In Australia, all six seasons had been released on DVD from 2006 to 2009. Madman Entertainment/Via Vision Entertainment has obtained the rights to the series and released a complete series box set on January 6, 2021.

The entire series is available on demand in the United States on YouTube and the Pluto TV app.

The series on DVD has the episode order based on the production order rather than the order in which the episodes were aired on TV.

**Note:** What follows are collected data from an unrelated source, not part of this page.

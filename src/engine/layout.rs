//! Level layouts: the 0/1/2 grid format, obstacle block detection and JSON level files.
//!
//! A layout grid is a rectangle of small integers:
//!
//! - `0` void (not part of the board)
//! - `1` playable
//! - `2` obstacle member
//!
//! Obstacle regions are the 4-connected blocks of `2` markers; every block must be a
//! filled rectangle. [`LevelLayout::to_grid`] reproduces the input grid exactly.

use std::path::Path;

use serde::{Deserialize, Serialize};

use super::error::{LayoutIssue, LevelError};
use super::types::Pos;

pub const MARK_VOID: u8 = 0;
pub const MARK_PLAYABLE: u8 = 1;
pub const MARK_OBSTACLE: u8 = 2;

/// A rectangular obstacle placement.
#[derive(Debug, Clone, PartialEq, Eq)]
pub struct ObstacleSpec {
    pub anchor: Pos,
    pub width: usize,
    pub height: usize,
}

impl ObstacleSpec {
    pub fn new(anchor: Pos, width: usize, height: usize) -> Self {
        Self {
            anchor,
            width,
            height,
        }
    }

    /// Member cells in row-major order.
    pub fn cells(&self) -> impl Iterator<Item = Pos> + '_ {
        (self.anchor.row..self.anchor.row + self.height).flat_map(move |row| {
            (self.anchor.col..self.anchor.col + self.width).map(move |col| Pos::new(row, col))
        })
    }
}

/// Board shape plus obstacle placements, validated.
#[derive(Debug, Clone, PartialEq, Eq)]
pub struct LevelLayout {
    pub name: String,
    rows: usize,
    cols: usize,
    /// `true` where the cell is part of the board (playable or obstacle), row-major.
    present: Vec<bool>,
    obstacles: Vec<ObstacleSpec>,
    /// Level-wide hit count; overrides the engine config when set.
    pub obstacle_hits: Option<u32>,
}

/// On-disk form of a level.
#[derive(Debug, Clone, Serialize, Deserialize)]
pub struct LevelFile {
    #[serde(default)]
    pub name: String,
    pub grid: Vec<Vec<u8>>,
    #[serde(default, skip_serializing_if = "Option::is_none")]
    pub obstacle_hits: Option<u32>,
}

impl LevelLayout {
    /// Build from a topology mask (`true` = on the board) and explicit obstacle rectangles.
    pub fn new(
        mask: &[Vec<bool>],
        obstacles: Vec<ObstacleSpec>,
    ) -> Result<Self, LayoutIssue> {
        let (rows, cols) = dimensions(mask)?;
        let present = mask.iter().flatten().copied().collect();
        let mut layout = Self {
            name: String::new(),
            rows,
            cols,
            present,
            obstacles,
            obstacle_hits: None,
        };
        layout.obstacles.sort_by_key(|o| o.anchor);
        layout.validate()?;
        Ok(layout)
    }

    /// Parse the 0/1/2 grid, deriving obstacle regions from contiguous `2` blocks.
    pub fn from_grid(grid: &[Vec<u8>]) -> Result<Self, LayoutIssue> {
        let (rows, cols) = dimensions(grid)?;
        for (r, line) in grid.iter().enumerate() {
            for (c, &value) in line.iter().enumerate() {
                if value > MARK_OBSTACLE {
                    return Err(LayoutIssue::UnknownMarker {
                        pos: Pos::new(r, c),
                        value,
                    });
                }
            }
        }

        let mut seen = vec![false; rows * cols];
        let mut obstacles = Vec::new();
        for r in 0..rows {
            for c in 0..cols {
                if grid[r][c] != MARK_OBSTACLE || seen[r * cols + c] {
                    continue;
                }
                // Flood the block, tracking its bounding box.
                let mut stack = vec![Pos::new(r, c)];
                seen[r * cols + c] = true;
                let mut size = 0usize;
                let (mut top, mut left, mut bottom, mut right) = (r, c, r, c);
                while let Some(p) = stack.pop() {
                    size += 1;
                    top = top.min(p.row);
                    bottom = bottom.max(p.row);
                    left = left.min(p.col);
                    right = right.max(p.col);
                    for n in p.neighbours() {
                        if n.row < rows
                            && n.col < cols
                            && grid[n.row][n.col] == MARK_OBSTACLE
                            && !seen[n.row * cols + n.col]
                        {
                            seen[n.row * cols + n.col] = true;
                            stack.push(n);
                        }
                    }
                }
                let (height, width) = (bottom - top + 1, right - left + 1);
                if size != width * height {
                    return Err(LayoutIssue::NonRectangularObstacle { pos: Pos::new(r, c) });
                }
                obstacles.push(ObstacleSpec::new(Pos::new(top, left), width, height));
            }
        }

        let mask: Vec<Vec<bool>> = grid
            .iter()
            .map(|line| line.iter().map(|&v| v != MARK_VOID).collect())
            .collect();
        Self::new(&mask, obstacles)
    }

    /// The 0/1/2 grid for this layout.
    pub fn to_grid(&self) -> Vec<Vec<u8>> {
        let mut grid: Vec<Vec<u8>> = (0..self.rows)
            .map(|r| {
                (0..self.cols)
                    .map(|c| {
                        if self.present[r * self.cols + c] {
                            MARK_PLAYABLE
                        } else {
                            MARK_VOID
                        }
                    })
                    .collect()
            })
            .collect();
        for spec in &self.obstacles {
            for p in spec.cells() {
                grid[p.row][p.col] = MARK_OBSTACLE;
            }
        }
        grid
    }

    pub fn rows(&self) -> usize {
        self.rows
    }

    pub fn cols(&self) -> usize {
        self.cols
    }

    /// True when the cell is on the board (playable or obstacle). False outside bounds.
    pub fn is_present(&self, pos: Pos) -> bool {
        pos.row < self.rows && pos.col < self.cols && self.present[pos.row * self.cols + pos.col]
    }

    /// Obstacles sorted by anchor (row-major); region ids follow this order.
    pub fn obstacles(&self) -> &[ObstacleSpec] {
        &self.obstacles
    }

    /// Overlap, bounds and void checks for explicit obstacle lists.
    fn validate(&self) -> Result<(), LayoutIssue> {
        let mut claimed = vec![false; self.rows * self.cols];
        for spec in &self.obstacles {
            let anchor = spec.anchor;
            if spec.width == 0 || spec.height == 0 {
                return Err(LayoutIssue::ObstacleZeroSized { anchor });
            }
            if anchor.row + spec.height > self.rows || anchor.col + spec.width > self.cols {
                return Err(LayoutIssue::ObstacleOutOfBounds { anchor });
            }
            for pos in spec.cells() {
                let idx = pos.row * self.cols + pos.col;
                if !self.present[idx] {
                    return Err(LayoutIssue::ObstacleOnVoid { anchor, pos });
                }
                if claimed[idx] {
                    return Err(LayoutIssue::ObstacleOverlap { pos });
                }
                claimed[idx] = true;
            }
        }
        Ok(())
    }

    pub fn from_file(file: LevelFile) -> Result<Self, LevelError> {
        let mut layout = Self::from_grid(&file.grid)?;
        if file.obstacle_hits == Some(0) {
            return Err(LevelError::InvalidHits);
        }
        layout.name = file.name;
        layout.obstacle_hits = file.obstacle_hits;
        Ok(layout)
    }

    pub fn to_file(&self) -> LevelFile {
        LevelFile {
            name: self.name.clone(),
            grid: self.to_grid(),
            obstacle_hits: self.obstacle_hits,
        }
    }

    pub fn from_json(s: &str) -> Result<Self, LevelError> {
        let file: LevelFile = serde_json::from_str(s)?;
        Self::from_file(file)
    }

    pub fn to_json(&self) -> Result<String, LevelError> {
        Ok(serde_json::to_string_pretty(&self.to_file())?)
    }

    /// Read a JSON level file from disk.
    pub fn load(path: &Path) -> Result<Self, LevelError> {
        let s = std::fs::read_to_string(path)?;
        Self::from_json(&s)
    }

    /// The 9×9 rounded board with two 2×2 obstacles.
    pub fn default_level() -> Self {
        const GRID: [[u8; 9]; 9] = [
            [0, 0, 1, 1, 1, 1, 1, 0, 0],
            [0, 1, 1, 1, 1, 1, 1, 1, 0],
            [1, 1, 1, 1, 1, 1, 1, 1, 1],
            [1, 1, 1, 1, 1, 1, 1, 1, 1],
            [1, 2, 2, 1, 1, 1, 2, 2, 1],
            [1, 2, 2, 1, 1, 1, 2, 2, 1],
            [1, 1, 1, 1, 1, 1, 1, 1, 1],
            [0, 1, 1, 1, 1, 1, 1, 1, 0],
            [0, 0, 1, 1, 1, 1, 1, 0, 0],
        ];
        let grid: Vec<Vec<u8>> = GRID.iter().map(|r| r.to_vec()).collect();
        match Self::from_grid(&grid) {
            Ok(mut layout) => {
                layout.name = "Orchard".to_string();
                layout
            }
            Err(e) => unreachable!("built-in level is valid: {e}"),
        }
    }
}

fn dimensions<T>(grid: &[Vec<T>]) -> Result<(usize, usize), LayoutIssue> {
    let rows = grid.len();
    let cols = grid.first().map_or(0, Vec::len);
    if rows == 0 || cols == 0 {
        return Err(LayoutIssue::Empty);
    }
    for (row, line) in grid.iter().enumerate() {
        if line.len() != cols {
            return Err(LayoutIssue::Ragged {
                row,
                expected: cols,
                found: line.len(),
            });
        }
    }
    Ok((rows, cols))
}
//! App: terminal init, main loop, step pacing and key handling.

use crate::GameConfig;
use crate::input::{Action, key_to_action};
use crate::score::Scoreboard;
use crate::theme::Theme;
use anyhow::{Context, Result};
use crossterm::event::{self, Event as TermEvent, KeyEventKind};
use fruitmatch::{Direction, Engine, EngineConfig, Event, LevelLayout, Pos, Resolution};
use ratatui::DefaultTerminal;
use std::time::{Duration, Instant};
use tachyonfx::Effect;
use tracing::{debug, info};

#[derive(Debug, Clone, Copy, PartialEq, Eq)]
pub enum Screen {
    Playing,
    QuitMenu,
}

#[derive(Debug, Clone, Copy, PartialEq, Eq)]
pub enum QuitOption {
    Resume,
    Restart,
    Exit,
}

/// Everything the renderer reads. Owned by [`App`], borrowed by `ui::draw`.
pub struct View {
    pub engine: Engine,
    pub level_name: String,
    pub score: Scoreboard,
    pub cursor: Pos,
    pub selected: Option<Pos>,
    pub hint: Option<(Pos, Direction)>,
    /// Cells whose tiles were just eliminated; drawn flashing while the fade runs.
    pub clearing: Vec<Pos>,
    pub paused: bool,
    pub dead_board: bool,
    pub message: Option<String>,
}

pub struct App {
    layout: LevelLayout,
    engine_config: EngineConfig,
    config: GameConfig,
    theme: Theme,
    view: View,
    screen: Screen,
    quit_selected: QuitOption,
    restarts: u64,
    /// When the step currently on screen started animating.
    step_started: Option<Instant>,
    /// TachyonFX fade over the eliminated cells.
    clear_effect: Option<Effect>,
    clear_effect_process_time: Option<Instant>,
}

impl App {
    pub fn new(
        layout: LevelLayout,
        engine_config: EngineConfig,
        config: GameConfig,
        theme: Theme,
    ) -> Result<Self> {
        let engine = Engine::load_level(&layout, &engine_config).context("failed to load level")?;
        let view = View::new(engine, &layout);
        Ok(Self {
            layout,
            engine_config,
            config,
            theme,
            view,
            screen: Screen::Playing,
            quit_selected: QuitOption::Resume,
            restarts: 0,
            step_started: None,
            clear_effect: None,
            clear_effect_process_time: None,
        })
    }

    /// New board from the same level with the next seed.
    fn restart(&mut self) -> Result<()> {
        self.restarts += 1;
        let config = EngineConfig {
            seed: self.engine_config.seed.wrapping_add(self.restarts),
            ..self.engine_config.clone()
        };
        let engine = Engine::load_level(&self.layout, &config).context("failed to reload level")?;
        info!(seed = config.seed, "restarted");
        self.view = View::new(engine, &self.layout);
        self.screen = Screen::Playing;
        self.step_started = None;
        self.clear_effect = None;
        self.clear_effect_process_time = None;
        Ok(())
    }

    pub fn run(&mut self) -> Result<()> {
        use crossterm::{
            execute,
            terminal::{EnterAlternateScreen, LeaveAlternateScreen, disable_raw_mode, enable_raw_mode},
        };

        enable_raw_mode()?;
        let mut stdout = std::io::stdout();
        execute!(stdout, EnterAlternateScreen)?;
        let mut terminal =
            ratatui::DefaultTerminal::new(ratatui::backend::CrosstermBackend::new(stdout))?;

        let result = self.run_loop(&mut terminal);

        execute!(std::io::stdout(), LeaveAlternateScreen)?;
        disable_raw_mode()?;
        result
    }

    fn run_loop(&mut self, terminal: &mut DefaultTerminal) -> Result<()> {
        let frame_duration = Duration::from_secs_f64(1.0 / self.config.frame_rate.max(1.0));
        loop {
            let now = Instant::now();
            terminal.draw(|f| {
                crate::ui::draw(
                    f,
                    self.screen,
                    &self.view,
                    &self.theme,
                    &mut self.clear_effect,
                    &mut self.clear_effect_process_time,
                    now,
                    self.config.no_animation,
                    (self.screen == Screen::QuitMenu).then_some(self.quit_selected),
                );
            })?;

            self.advance(now);

            let timeout = frame_duration.saturating_sub(now.elapsed());
            if event::poll(timeout)? {
                while event::poll(Duration::ZERO)? {
                    let TermEvent::Key(key) = event::read()? else {
                        continue;
                    };
                    if key.kind != KeyEventKind::Press {
                        continue;
                    }
                    if !self.handle(key_to_action(key), Instant::now())? {
                        return Ok(());
                    }
                }
            }
        }
    }

    /// Release the engine barrier once the current step has been shown, and let the
    /// watchdog catch a resolution that stalled anyway.
    fn advance(&mut self, now: Instant) {
        let engine = &mut self.view.engine;
        if engine.is_idle() {
            return;
        }
        if engine.check_watchdog(now) {
            self.view.message = Some("Resolution stalled; board settled".to_string());
            self.absorb_events(now);
            return;
        }
        if self.step_shown(now) {
            let phase = self.view.engine.complete_step(now);
            debug!(?phase, "step complete");
            self.absorb_events(now);
        }
    }

    fn step_shown(&self, now: Instant) -> bool {
        if self.config.no_animation {
            return true;
        }
        if let Some(effect) = &self.clear_effect {
            return effect.done();
        }
        self.step_started
            .is_none_or(|t| now.saturating_duration_since(t) >= Duration::from_millis(self.config.step_ms))
    }

    /// Drain engine events into the score and the animation state.
    fn absorb_events(&mut self, now: Instant) {
        let events = self.view.engine.drain_events();
        if events.is_empty() {
            return;
        }
        self.view.score.record_all(&events);
        self.view.clearing.clear();
        self.clear_effect = None;
        self.clear_effect_process_time = None;
        for event in &events {
            match event {
                Event::TilesEliminated { cells, .. } => self.view.clearing.clone_from(cells),
                Event::ResolutionComplete { resolution } => {
                    if *resolution == Resolution::Reverted {
                        self.view.message = Some("No match; swapped back".to_string());
                    }
                    self.view.dead_board = self.view.engine.is_dead_board();
                    if self.view.dead_board {
                        self.view.message = Some("No moves left; press R to restart".to_string());
                    }
                }
                _ => {}
            }
        }
        self.step_started = Some(now);
    }

    /// Returns false when the app should exit.
    fn handle(&mut self, action: Action, now: Instant) -> Result<bool> {
        match self.screen {
            Screen::QuitMenu => match action {
                Action::Down | Action::Right => {
                    self.quit_selected = match self.quit_selected {
                        QuitOption::Resume => QuitOption::Restart,
                        QuitOption::Restart => QuitOption::Exit,
                        QuitOption::Exit => QuitOption::Resume,
                    };
                }
                Action::Up | Action::Left => {
                    self.quit_selected = match self.quit_selected {
                        QuitOption::Resume => QuitOption::Exit,
                        QuitOption::Restart => QuitOption::Resume,
                        QuitOption::Exit => QuitOption::Restart,
                    };
                }
                Action::Select => match self.quit_selected {
                    QuitOption::Resume => self.screen = Screen::Playing,
                    QuitOption::Restart => self.restart()?,
                    QuitOption::Exit => return Ok(false),
                },
                Action::Quit | Action::Pause => self.screen = Screen::Playing,
                _ => {}
            },
            Screen::Playing => {
                if self.view.paused {
                    match action {
                        Action::Pause => self.view.paused = false,
                        Action::Quit => self.open_quit_menu(),
                        _ => {}
                    }
                    return Ok(true);
                }
                match action {
                    Action::Up => self.steer(Direction::Up, now),
                    Action::Down => self.steer(Direction::Down, now),
                    Action::Left => self.steer(Direction::Left, now),
                    Action::Right => self.steer(Direction::Right, now),
                    Action::Select => self.toggle_select(),
                    Action::Hint => {
                        self.view.hint = self.view.engine.hint();
                        if let Some((from, _)) = self.view.hint {
                            self.view.cursor = from;
                        }
                    }
                    Action::Restart => self.restart()?,
                    // Pausing mid-resolution would stall the barrier.
                    Action::Pause if self.view.engine.is_idle() => self.view.paused = true,
                    Action::Quit => self.open_quit_menu(),
                    Action::Pause | Action::None => {}
                }
            }
        }
        Ok(true)
    }

    fn open_quit_menu(&mut self) {
        self.screen = Screen::QuitMenu;
        self.quit_selected = QuitOption::Resume;
    }

    fn toggle_select(&mut self) {
        let cursor = self.view.cursor;
        self.view.selected = match self.view.selected {
            Some(p) if p == cursor => None,
            _ => self.view.engine.board().is_occupied(cursor).then_some(cursor),
        };
    }

    /// Arrow keys move the cursor, or swap when a tile is selected.
    fn steer(&mut self, dir: Direction, now: Instant) {
        let Some(from) = self.view.selected.take() else {
            if let Some(next) = self.view.cursor.step(dir) {
                if self.view.engine.board().in_bounds(next) {
                    self.view.cursor = next;
                }
            }
            return;
        };
        self.view.hint = None;
        match self.view.engine.request_move(from, dir, now) {
            Ok(()) => {
                self.view.message = None;
                if let Some(to) = from.step(dir) {
                    self.view.cursor = to;
                }
                self.absorb_events(now);
            }
            Err(reason) => {
                debug!(%from, ?dir, %reason, "move refused");
                self.view.message = Some(format!("Can't swap: {reason}"));
            }
        }
    }
}

impl View {
    fn new(engine: Engine, layout: &LevelLayout) -> Self {
        let board = engine.board();
        let centre = Pos::new(board.rows() / 2, board.cols() / 2);
        let dead_board = engine.is_dead_board();
        Self {
            engine,
            level_name: layout.name.clone(),
            score: Scoreboard::default(),
            cursor: centre,
            selected: None,
            hint: None,
            clearing: Vec::new(),
            paused: false,
            dead_board,
            message: None,
        }
    }
}
//! Headless auto-play: drives the engine with its own hints and prints a summary.

use std::time::Instant;

use anyhow::{Context, Result};
use fruitmatch::{Engine, EngineConfig, LevelLayout};
use tracing::{debug, info, warn};

use crate::score::Scoreboard;

/// Play up to `moves` hinted moves, settling each resolution synchronously.
pub fn run(layout: &LevelLayout, config: &EngineConfig, moves: u32) -> Result<()> {
    let mut engine = Engine::load_level(layout, config).context("failed to load level")?;
    let mut board = Scoreboard::default();
    println!("{}", engine.board());

    for turn in 1..=moves {
        let Some((from, dir)) = engine.hint() else {
            warn!(turn, "no move creates a match; stopping");
            break;
        };
        let now = Instant::now();
        engine
            .request_move(from, dir, now)
            .with_context(|| format!("hinted move {from} {dir:?} was rejected"))?;
        let outcome = engine.settle(now);
        let events = engine.drain_events();
        debug!(turn, %from, ?dir, events = events.len(), ?outcome, "move resolved");
        board.record_all(&events);
    }

    let diag = engine.diagnostics();
    info!(
        score = board.score,
        moves = board.moves,
        watchdog_trips = diag.watchdog_trips,
        inconsistencies = diag.inconsistencies,
        "headless run finished"
    );
    println!("{}", engine.board());
    println!(
        "score {}  moves {}  reverted {}  tiles {}  obstacles {}  best cascade {}  obstacles left {}",
        board.score,
        board.moves,
        board.reverted,
        board.tiles_cleared,
        board.obstacles_cleared,
        board.best_cascade,
        engine.board().regions().count(),
    );
    Ok(())
}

| DVD name | Ep # | Region 1 | Region 2 | Region 4 | Additional information (Region 1 DVDs only) |
|---|---|---|---|---|---|
| Season 1 | 13 | June 17, 2003 | January 30, 2006 | March 16, 2006 | "Behind the Scenes: Genesis" - The creators of the series explain how The Dead Zone came to be.; "Writing" -A featurette, it takes viewers inside meetings with the writing staff as they outline each episode.; "Music and Special Effects"- An in-depth tour of The Dead Zone's amazing visual effects; Never-before-seen interviews with various guest stars; Commentary on all 13 episodes; Storyboards; |
| Season 2 | 19 | June 8, 2004 | May 1, 2006 | May 4, 2006 | Production commentary for all 19 episodes; "The Kaking of an Episode"; Cast and crew interviews; Never-before-seen interviews with directors and guest stars; Deleted scenes; Storyboards; |
| Season 3 | 12 | June 7, 2005 | February 12, 2007 | January 11, 2007 | Commentaries for all 12 episodes; Featurettes: "HD Conversion" and "Wacky Caterers"; Deleted scenes; Short film ("Five Minutes 'til Mitch") directed by John L. Adams with introduction; |
| Season 4 | 12 | June 13, 2006 | July 23, 2007 | September 6, 2007 | The production design of The Dead Zone featurette; Audio commentaries; Deleted scenes; |
| Season 5 | 11 | June 5, 2007 | July 13, 2009 | July 10, 2008 | "The Other Side of the Camera" explores the directorial debut of series stars Chris Bruno and John L. Adams.; "A Day with JLA?" is a guided tour of a typical day on set with series star John L. Adams.; Audio commentaries; |
| Season 6 | 13 | June 3, 2008 | March 22, 2010 | December 24, 2009 | "A New Home for The Dead Zone"; "All Aboard: Filming The Dead Zone"; Audio commentary on four episodes; |
| Complete Series | 80 | June 26, 2012 | N/A | January 6, 2021 | same as individual seasons; |

==Ratings==
The first season averaged 6.4 million viewers, while season four averaged 3.4 million and season six averaged 2.1 million. The series premiere scored 6.4 million viewers, holding the record for highest premiere on USA Network, until bested by The 4400 premiere, which drew 7.4 million viewers.